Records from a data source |
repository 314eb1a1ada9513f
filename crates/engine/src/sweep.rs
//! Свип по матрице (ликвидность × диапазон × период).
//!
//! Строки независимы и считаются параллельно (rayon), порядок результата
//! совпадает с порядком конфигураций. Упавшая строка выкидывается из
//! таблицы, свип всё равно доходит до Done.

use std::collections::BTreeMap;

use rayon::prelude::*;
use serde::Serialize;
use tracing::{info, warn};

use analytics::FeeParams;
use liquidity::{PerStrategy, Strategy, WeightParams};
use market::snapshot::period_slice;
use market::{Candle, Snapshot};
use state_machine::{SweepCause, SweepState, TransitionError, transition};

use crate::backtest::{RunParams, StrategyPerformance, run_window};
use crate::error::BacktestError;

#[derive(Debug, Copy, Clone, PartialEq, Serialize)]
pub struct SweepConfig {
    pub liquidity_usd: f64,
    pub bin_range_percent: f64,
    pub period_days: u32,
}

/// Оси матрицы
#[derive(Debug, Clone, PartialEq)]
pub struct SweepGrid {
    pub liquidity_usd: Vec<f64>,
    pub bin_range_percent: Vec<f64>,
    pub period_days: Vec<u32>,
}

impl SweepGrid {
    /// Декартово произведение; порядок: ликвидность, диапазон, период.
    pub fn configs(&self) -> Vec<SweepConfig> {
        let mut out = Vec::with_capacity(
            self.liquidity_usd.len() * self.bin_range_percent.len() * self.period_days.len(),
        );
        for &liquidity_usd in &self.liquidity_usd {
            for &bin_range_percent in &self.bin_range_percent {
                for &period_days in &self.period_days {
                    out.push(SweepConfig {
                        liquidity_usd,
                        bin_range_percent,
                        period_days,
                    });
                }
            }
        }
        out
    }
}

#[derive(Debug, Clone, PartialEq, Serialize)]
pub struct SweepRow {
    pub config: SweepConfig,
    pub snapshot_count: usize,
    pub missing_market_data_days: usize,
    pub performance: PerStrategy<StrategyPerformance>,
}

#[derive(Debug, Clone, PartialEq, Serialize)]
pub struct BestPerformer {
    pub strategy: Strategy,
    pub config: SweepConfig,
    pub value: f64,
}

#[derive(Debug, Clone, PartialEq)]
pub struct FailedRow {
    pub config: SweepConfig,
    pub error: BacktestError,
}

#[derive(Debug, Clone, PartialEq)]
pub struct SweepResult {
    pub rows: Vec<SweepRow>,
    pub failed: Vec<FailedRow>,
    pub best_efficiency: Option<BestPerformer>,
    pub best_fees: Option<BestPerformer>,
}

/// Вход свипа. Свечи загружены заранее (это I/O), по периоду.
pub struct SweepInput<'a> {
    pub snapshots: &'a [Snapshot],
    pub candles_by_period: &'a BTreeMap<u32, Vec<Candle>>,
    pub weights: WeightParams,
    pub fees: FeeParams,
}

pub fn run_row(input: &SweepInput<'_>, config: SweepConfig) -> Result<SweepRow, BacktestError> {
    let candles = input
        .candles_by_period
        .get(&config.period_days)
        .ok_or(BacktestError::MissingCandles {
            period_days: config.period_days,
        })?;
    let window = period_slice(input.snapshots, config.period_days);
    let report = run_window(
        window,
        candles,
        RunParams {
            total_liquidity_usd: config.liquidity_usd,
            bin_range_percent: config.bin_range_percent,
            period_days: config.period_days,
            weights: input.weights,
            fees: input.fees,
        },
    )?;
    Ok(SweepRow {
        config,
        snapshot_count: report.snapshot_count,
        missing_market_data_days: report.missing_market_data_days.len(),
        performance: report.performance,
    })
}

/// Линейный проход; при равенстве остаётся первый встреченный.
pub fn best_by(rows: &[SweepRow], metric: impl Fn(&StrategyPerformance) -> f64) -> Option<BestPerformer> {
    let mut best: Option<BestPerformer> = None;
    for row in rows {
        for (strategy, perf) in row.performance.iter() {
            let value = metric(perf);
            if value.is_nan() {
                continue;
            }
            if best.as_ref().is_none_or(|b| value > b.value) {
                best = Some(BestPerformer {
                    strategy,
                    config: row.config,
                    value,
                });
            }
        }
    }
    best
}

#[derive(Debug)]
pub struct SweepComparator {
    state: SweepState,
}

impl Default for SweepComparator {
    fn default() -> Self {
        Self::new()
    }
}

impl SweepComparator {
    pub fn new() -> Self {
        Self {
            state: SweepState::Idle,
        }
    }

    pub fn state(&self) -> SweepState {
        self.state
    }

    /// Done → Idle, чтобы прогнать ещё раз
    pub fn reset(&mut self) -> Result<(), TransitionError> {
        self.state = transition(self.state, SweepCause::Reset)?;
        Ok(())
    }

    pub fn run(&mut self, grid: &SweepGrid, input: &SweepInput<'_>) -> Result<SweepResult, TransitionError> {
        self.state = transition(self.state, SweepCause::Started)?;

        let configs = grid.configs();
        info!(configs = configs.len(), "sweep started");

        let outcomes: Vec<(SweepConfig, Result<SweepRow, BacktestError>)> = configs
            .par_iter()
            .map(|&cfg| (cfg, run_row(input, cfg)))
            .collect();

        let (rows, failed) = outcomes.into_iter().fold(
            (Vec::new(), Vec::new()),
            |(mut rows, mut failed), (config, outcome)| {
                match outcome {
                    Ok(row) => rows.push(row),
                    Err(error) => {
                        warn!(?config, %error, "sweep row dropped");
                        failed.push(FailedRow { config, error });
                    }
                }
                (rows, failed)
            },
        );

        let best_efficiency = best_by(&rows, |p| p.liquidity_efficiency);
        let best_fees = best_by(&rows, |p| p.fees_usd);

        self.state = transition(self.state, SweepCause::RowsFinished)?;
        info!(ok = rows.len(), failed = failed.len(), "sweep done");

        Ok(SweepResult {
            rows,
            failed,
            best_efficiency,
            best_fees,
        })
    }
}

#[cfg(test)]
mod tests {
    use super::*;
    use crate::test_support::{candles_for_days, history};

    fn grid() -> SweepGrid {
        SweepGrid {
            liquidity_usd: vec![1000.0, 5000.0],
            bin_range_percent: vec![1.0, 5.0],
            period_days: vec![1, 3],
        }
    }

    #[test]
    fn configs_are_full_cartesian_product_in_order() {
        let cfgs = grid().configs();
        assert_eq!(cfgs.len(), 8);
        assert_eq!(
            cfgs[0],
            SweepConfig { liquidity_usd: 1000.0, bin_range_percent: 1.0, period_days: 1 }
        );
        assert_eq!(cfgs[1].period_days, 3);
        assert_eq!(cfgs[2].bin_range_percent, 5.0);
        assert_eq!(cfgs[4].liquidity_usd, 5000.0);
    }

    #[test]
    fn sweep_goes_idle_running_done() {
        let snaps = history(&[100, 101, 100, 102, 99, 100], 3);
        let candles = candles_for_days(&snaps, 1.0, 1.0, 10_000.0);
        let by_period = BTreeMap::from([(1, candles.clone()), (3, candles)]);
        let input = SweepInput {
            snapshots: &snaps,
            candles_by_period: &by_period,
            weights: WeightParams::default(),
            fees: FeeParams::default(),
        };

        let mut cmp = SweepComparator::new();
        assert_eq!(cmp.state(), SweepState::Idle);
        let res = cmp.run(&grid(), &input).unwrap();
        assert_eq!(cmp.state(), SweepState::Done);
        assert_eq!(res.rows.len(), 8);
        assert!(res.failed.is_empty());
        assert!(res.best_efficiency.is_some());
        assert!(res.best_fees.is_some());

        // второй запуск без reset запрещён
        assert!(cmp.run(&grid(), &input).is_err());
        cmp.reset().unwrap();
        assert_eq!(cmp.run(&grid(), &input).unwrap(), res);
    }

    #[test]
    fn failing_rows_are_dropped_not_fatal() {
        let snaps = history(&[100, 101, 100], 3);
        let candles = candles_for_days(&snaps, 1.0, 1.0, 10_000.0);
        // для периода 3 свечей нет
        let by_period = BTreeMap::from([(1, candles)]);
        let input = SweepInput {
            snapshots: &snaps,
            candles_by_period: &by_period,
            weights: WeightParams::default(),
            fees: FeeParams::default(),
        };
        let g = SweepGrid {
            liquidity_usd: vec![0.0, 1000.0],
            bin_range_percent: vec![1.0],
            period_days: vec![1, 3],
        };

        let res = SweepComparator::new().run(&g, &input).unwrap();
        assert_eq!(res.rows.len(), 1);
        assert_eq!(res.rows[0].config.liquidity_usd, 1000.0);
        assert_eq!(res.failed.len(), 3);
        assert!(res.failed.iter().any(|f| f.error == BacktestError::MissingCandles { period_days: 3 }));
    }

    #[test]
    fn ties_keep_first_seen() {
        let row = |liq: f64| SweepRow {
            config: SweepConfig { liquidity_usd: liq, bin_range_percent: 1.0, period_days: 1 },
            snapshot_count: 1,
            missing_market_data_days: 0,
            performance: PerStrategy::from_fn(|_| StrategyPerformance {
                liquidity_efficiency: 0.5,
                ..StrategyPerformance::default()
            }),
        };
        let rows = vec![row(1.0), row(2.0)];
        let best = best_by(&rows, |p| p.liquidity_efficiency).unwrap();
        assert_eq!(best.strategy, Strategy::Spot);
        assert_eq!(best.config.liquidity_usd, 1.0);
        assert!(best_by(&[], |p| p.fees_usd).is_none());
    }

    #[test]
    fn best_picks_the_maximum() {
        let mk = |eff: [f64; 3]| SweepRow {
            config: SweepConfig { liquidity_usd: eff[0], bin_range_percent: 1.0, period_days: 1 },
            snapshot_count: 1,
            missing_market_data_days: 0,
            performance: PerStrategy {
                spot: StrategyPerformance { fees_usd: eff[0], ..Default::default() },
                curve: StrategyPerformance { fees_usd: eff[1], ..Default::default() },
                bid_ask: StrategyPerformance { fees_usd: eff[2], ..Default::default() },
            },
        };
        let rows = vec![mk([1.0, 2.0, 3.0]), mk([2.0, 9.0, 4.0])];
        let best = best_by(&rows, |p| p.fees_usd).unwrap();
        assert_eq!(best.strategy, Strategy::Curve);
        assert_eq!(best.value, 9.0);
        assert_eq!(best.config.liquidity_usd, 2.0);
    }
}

--

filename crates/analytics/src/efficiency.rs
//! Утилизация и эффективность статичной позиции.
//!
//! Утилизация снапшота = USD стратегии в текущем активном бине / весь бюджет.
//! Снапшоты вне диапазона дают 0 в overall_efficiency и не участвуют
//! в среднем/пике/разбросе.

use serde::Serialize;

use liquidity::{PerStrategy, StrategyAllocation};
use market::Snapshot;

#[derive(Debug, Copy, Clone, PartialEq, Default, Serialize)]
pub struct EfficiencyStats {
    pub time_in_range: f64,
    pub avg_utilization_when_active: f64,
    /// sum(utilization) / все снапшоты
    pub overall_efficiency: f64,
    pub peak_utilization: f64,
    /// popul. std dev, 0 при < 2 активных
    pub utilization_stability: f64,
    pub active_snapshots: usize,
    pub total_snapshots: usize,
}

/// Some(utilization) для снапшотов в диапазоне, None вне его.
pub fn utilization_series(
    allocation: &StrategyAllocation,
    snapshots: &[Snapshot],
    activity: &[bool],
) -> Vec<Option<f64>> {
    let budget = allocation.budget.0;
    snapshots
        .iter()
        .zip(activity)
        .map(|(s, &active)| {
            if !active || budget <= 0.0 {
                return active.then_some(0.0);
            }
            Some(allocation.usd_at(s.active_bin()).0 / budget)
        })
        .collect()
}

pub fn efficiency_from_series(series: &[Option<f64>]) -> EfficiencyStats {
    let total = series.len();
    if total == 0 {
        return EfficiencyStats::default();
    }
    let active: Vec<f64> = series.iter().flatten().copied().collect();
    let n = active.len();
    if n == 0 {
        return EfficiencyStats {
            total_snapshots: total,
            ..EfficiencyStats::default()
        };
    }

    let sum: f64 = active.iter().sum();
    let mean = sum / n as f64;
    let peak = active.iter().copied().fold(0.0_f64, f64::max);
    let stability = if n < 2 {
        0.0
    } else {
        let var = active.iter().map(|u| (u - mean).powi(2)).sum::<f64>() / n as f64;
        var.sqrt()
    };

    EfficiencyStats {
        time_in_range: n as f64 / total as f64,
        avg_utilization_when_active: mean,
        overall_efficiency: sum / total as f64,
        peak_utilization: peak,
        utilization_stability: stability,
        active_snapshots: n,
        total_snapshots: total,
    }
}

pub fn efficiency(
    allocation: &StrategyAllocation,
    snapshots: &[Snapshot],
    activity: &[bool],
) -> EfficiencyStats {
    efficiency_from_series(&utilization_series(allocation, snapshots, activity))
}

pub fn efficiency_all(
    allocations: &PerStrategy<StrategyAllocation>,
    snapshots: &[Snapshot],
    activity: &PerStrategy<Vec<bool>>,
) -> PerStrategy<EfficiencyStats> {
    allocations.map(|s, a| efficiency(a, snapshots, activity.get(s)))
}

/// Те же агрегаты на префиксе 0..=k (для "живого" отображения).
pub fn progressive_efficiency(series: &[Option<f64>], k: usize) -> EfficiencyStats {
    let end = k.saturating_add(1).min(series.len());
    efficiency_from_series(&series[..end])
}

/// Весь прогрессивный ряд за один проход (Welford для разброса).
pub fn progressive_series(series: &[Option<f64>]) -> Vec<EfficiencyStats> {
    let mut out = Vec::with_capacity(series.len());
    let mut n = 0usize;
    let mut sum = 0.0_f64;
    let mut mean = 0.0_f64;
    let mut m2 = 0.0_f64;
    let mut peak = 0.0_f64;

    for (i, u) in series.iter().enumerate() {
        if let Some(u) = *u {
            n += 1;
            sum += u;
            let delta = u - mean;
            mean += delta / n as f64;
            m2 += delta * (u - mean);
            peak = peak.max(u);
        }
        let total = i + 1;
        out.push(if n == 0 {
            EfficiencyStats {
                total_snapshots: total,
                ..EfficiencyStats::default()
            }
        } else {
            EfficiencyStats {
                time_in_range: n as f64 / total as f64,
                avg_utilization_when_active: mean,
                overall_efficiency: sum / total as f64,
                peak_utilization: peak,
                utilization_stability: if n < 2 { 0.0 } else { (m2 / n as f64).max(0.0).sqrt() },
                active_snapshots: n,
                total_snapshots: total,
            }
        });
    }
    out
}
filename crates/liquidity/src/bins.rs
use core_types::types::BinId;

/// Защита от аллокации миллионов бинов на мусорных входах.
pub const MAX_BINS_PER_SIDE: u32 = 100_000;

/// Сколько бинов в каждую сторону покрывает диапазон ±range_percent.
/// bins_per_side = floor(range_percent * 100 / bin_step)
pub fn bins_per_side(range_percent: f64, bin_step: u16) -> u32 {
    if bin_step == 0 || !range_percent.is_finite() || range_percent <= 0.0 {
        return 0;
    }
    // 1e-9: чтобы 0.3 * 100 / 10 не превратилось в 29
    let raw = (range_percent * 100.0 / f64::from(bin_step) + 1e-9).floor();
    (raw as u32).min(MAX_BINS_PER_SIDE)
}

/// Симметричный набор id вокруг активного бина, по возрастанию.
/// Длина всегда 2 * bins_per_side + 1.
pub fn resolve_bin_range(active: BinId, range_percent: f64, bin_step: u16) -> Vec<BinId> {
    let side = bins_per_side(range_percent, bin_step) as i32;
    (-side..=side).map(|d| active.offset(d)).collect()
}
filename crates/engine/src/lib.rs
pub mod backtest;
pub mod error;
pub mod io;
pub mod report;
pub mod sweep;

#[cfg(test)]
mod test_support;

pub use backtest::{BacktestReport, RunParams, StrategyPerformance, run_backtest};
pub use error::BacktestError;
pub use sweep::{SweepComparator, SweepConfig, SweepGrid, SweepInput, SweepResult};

...

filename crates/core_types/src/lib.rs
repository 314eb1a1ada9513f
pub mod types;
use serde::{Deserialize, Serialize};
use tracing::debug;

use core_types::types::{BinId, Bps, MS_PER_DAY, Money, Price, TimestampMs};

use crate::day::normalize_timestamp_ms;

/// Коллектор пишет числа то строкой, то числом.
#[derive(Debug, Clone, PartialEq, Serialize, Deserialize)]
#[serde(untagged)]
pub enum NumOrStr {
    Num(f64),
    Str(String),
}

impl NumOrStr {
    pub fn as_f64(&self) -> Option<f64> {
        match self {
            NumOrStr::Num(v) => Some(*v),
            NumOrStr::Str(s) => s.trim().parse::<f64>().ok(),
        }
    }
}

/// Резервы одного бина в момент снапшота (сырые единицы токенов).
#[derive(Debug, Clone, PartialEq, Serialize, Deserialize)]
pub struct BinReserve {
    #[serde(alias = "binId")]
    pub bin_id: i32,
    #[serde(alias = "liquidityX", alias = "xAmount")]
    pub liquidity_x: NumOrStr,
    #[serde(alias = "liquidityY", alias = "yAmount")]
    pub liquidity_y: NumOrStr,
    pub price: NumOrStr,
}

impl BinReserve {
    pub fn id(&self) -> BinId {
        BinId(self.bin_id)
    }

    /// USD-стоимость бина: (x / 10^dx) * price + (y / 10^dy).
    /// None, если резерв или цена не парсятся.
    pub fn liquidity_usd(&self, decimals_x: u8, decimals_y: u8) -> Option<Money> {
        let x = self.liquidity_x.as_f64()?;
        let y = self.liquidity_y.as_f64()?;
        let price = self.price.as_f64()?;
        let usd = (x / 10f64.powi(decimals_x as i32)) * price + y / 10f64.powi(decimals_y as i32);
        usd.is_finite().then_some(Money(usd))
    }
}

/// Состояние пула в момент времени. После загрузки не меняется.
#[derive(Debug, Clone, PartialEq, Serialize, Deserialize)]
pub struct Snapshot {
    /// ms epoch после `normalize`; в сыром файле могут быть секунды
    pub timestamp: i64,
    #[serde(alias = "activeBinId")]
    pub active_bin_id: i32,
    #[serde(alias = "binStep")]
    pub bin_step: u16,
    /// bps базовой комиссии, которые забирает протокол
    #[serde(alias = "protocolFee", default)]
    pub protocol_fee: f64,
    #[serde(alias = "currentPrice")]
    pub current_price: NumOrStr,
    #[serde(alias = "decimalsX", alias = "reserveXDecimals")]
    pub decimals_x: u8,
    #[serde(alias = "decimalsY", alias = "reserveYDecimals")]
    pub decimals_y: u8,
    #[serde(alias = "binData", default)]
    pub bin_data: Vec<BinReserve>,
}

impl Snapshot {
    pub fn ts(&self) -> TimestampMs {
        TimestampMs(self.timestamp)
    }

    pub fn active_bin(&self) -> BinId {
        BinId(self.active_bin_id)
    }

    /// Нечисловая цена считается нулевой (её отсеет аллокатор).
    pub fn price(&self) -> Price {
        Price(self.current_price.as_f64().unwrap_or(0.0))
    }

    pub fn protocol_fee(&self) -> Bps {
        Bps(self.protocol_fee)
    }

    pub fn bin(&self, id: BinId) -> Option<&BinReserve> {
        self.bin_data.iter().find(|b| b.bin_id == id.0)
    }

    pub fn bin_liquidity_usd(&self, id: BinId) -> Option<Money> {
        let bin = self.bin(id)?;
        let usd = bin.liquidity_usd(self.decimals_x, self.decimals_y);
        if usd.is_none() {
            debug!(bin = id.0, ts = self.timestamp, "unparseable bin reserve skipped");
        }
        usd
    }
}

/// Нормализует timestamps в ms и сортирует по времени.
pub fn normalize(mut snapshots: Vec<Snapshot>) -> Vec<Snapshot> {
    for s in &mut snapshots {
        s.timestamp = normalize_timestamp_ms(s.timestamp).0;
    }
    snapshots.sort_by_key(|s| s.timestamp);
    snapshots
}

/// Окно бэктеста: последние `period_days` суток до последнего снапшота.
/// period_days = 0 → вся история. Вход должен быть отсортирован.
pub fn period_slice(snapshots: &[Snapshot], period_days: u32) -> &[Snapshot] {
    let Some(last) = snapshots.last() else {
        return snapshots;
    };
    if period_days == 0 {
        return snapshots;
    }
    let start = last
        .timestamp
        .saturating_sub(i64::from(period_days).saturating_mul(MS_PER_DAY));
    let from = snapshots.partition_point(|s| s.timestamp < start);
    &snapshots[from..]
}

WORK ORDER |
Could you copy every line in the records that holds "activity"?

COMPLETED EXERCISE |
    activity: &[bool],
        .zip(activity)
    activity: &[bool],
    efficiency_from_series(&utilization_series(allocation, snapshots, activity))
    activity: &PerStrategy<Vec<bool>>,
    allocations.map(|s, a| efficiency(a, snapshots, activity.get(s)))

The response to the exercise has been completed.